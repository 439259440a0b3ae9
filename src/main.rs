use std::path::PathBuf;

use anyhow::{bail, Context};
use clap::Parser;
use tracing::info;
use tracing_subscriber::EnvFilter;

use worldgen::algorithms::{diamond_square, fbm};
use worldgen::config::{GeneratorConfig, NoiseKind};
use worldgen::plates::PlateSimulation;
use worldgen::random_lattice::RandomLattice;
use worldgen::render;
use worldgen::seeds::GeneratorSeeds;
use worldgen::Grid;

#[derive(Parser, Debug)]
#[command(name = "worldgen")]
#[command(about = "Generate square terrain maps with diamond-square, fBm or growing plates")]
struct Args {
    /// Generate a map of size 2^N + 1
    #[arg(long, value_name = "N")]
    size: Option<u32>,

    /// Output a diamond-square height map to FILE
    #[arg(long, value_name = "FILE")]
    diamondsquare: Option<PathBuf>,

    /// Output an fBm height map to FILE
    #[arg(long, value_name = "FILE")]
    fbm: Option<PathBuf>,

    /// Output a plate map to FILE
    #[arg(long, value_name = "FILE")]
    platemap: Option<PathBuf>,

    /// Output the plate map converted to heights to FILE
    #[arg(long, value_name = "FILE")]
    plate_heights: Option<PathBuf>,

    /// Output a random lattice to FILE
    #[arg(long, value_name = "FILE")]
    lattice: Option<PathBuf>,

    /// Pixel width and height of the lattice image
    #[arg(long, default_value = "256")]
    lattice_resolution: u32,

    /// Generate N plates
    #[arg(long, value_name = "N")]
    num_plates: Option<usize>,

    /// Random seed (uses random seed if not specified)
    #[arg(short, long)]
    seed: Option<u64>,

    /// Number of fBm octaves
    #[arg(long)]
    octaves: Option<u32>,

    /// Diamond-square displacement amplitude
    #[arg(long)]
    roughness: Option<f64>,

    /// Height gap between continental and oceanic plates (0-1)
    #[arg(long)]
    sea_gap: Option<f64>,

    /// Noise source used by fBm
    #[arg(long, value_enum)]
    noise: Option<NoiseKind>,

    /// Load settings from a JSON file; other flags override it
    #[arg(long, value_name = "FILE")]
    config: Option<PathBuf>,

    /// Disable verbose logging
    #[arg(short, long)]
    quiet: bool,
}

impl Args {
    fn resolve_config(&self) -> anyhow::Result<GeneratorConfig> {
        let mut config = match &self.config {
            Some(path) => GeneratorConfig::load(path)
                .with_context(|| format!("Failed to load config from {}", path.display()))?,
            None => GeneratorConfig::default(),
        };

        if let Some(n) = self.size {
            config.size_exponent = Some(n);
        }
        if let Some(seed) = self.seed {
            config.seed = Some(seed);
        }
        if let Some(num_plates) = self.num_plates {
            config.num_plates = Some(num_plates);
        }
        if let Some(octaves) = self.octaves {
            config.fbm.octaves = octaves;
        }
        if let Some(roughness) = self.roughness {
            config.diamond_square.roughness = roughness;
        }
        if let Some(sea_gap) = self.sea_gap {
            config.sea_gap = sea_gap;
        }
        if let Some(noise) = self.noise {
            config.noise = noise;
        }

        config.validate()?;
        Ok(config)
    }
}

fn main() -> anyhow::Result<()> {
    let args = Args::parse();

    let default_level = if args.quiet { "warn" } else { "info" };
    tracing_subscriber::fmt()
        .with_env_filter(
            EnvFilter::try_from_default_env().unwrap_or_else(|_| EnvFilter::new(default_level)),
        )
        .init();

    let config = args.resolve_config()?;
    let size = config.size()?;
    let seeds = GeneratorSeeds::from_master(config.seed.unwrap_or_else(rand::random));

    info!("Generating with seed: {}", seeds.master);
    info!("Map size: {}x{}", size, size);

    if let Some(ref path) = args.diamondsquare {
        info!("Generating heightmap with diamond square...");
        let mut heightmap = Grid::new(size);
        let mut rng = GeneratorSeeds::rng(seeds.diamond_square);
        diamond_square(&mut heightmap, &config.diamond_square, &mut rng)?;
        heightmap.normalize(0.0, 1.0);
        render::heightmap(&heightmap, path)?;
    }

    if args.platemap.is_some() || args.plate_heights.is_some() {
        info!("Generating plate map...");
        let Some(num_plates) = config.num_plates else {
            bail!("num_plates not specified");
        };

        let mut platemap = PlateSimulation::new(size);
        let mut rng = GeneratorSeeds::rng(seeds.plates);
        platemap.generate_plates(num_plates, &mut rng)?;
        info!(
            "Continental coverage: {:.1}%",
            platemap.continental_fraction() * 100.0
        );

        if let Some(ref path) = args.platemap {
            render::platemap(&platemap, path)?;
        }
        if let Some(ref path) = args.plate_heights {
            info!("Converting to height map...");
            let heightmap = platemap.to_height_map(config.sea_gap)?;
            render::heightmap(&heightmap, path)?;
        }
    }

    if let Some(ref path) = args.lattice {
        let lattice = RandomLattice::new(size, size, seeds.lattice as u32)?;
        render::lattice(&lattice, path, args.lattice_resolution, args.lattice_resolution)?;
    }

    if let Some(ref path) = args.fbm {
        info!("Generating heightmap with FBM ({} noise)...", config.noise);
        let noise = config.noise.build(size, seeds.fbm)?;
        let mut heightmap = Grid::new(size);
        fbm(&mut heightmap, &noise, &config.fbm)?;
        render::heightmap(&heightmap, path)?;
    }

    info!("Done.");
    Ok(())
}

What you should do: Every line that contains the string "PlateSimulation" should be copied from the records.

Your solution:
use worldgen::plates::PlateSimulation;
        let mut platemap = PlateSimulation::new(size);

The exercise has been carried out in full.